Generali macht es vor

IT-Governance statt Diktatur

Karin Quack arbeitet als freie Autorin und Editorial Consultant vor allem zu IT-strategische und Innovations-Themen. Zuvor war sie viele Jahre lang in leitender redaktioneller Position bei der COMPUTERWOCHE tätig.
Zirka zwei Millionen Euro hat der Versicherungskonzern Generali Deutschland in den vergangenen drei Jahren ausgegeben, um IT-Architektur und IT-Governance-Prozesse strukturierter und transparenter umsetzen zu können.
Foto: Fotolia, FrankU

Tablet-PCs und Cloud Computing erhalten mehr Aufmerksamkeit. Aber am Ende des Tage ist ein "dröges" Thema wie IT-Architektur und -Governance mindestens ebenso spannend. Allerdings gehören Projekte in diesem Bereich in die "Must"-Kategorie; ein RoI dafür lässt sich kaum seriös berechnen. Doch wenn man sie nicht macht, büßt man nach und nach seine strategischen Optionen ein, beteuert Klaus Wolf, Leiter der Abteilung IT-Steuerung bei der Generali Deutschland Informatik Services GmbH in Aachen.

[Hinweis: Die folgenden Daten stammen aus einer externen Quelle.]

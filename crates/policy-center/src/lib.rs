pub mod defaults;
pub mod errors;
pub mod loader;
pub mod model;
pub mod settings;

pub use defaults::{
    default_policy, FEEDBACK_HISTORY_KEY, HIGHLIGHT_STYLE_KEY, PENDING_REPORTS_KEY, SENSITIVITY_KEY,
};
pub use errors::PolicyError;
pub use loader::{load_policy, load_policy_with_options, validate, LoadOptions};
pub use model::{
    FeedbackPolicy, OverlayPolicy, PolicySource, RelayPolicy, ScanPolicy, SentinelPolicy,
};
pub use settings::ScanSettings;
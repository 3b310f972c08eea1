use std::collections::HashSet;
use std::sync::atomic::{AtomicBool, AtomicU64, Ordering};
use std::sync::Arc;
use std::time::Duration;

use parking_lot::Mutex;
use serde::de::DeserializeOwned;
use serde::Serialize;
use tokio::task::JoinHandle;
use tokio::time::{sleep, sleep_until, Instant};
use tracing::{debug, info, warn};

use relay_bridge::{
    Connectivity, FeedbackPayload, FeedbackRelay, RelayError, SharedStore, StoreError,
};
use segmenter::truncate_chars;
use sentinel_core_types::{now_millis, Notification};
use sentinel_event_bus::NotificationBus;

use crate::model::{
    FeedbackConfig, FeedbackEntry, FeedbackQueueItem, FeedbackRequest, FeedbackStatus,
    FlushReport, SubmitOutcome,
};

const SNIPPET_SUFFIX: &str = "…";

struct ArmedTimer {
    id: u64,
    deadline: Instant,
    handle: JoinHandle<()>,
}

/// Delivers user feedback, falling back to a persisted queue that is flushed in the background.
///
/// Without a store the queue and history degrade to no-ops; immediate delivery still works.
pub struct FeedbackQueue {
    config: FeedbackConfig,
    relay: Arc<dyn FeedbackRelay>,
    store: Option<SharedStore>,
    connectivity: Arc<dyn Connectivity>,
    bus: NotificationBus,
    flushing: AtomicBool,
    timer: Mutex<Option<ArmedTimer>>,
    timer_seq: AtomicU64,
    // Serialises read-modify-write cycles on the persisted keys.
    store_lock: tokio::sync::Mutex<()>,
}

struct FlushGuard<'a>(&'a AtomicBool);

impl Drop for FlushGuard<'_> {
    fn drop(&mut self) {
        self.0.store(false, Ordering::SeqCst);
    }
}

Die Steuerung eines großen IT-Systems ist für Wolf "vergleichbar mit einem Öltanker, der bei voller Geschwindigkeit auf hoher See ein Manöver vornimmt". Für diese Übung sei "eine gewisse Weitsicht" notwendig. Die wollte sich die Generali Deutschland verschaffen, indem sie eine strukturierte Wissensbasis für die IT-Governance aufbaute und in die IT-Prozesse integrierte.

Von Mitte der 90er Jahre bis etwa 2005 verfolgte das Unternehmen auf der IT-Seite einen strikten Harmonisierungskurs. Die gesamte Anwendungslandschaft wurde konsolidiert und vereinheitlicht. Wo immer möglich, einigte man sich auf genau ein System. "Der CEO höchstpersönlich verfolgte die Entwicklung", berichtet Wolf, "wir sollten frühzeitig vorgeben, was wir wie umsetzen wollten."

Projektsteckbrief

  • Branche: Versicherung.

  • Projektkategorie: Einführung eines IT-Planungs- und Steuerungssysstems.

  • Ziel: Transparente Gestaltung der It-Architektur und IT-Governance-Prozesse, Hilfestellung bei Architekturentscheidungen.

  • Kernprodukte: PlanningIT von Alfabet.

  • Aufwand: zwei Millionen Euro vertreilt über die Projektlaufzeit von drei Jahren

  • Herausforderungen: Die einzelnen Gesellschaften agieren sehr selbständig am Markt.

  • Stand des Projekts: nach drei Jahren Projektlaufzeit seit Ende 2010 in Betrieb.

  • Erstes Ergebnis: Entscheidungshilfe beim Merger von Generali und Volksfürsorge.

  • Involvierter Anbieter: Alfabet, Berlin.

  • Ansprechpartner: Klaus Wolf, Leiter IT-Steuerung bei Generali Informatik Services.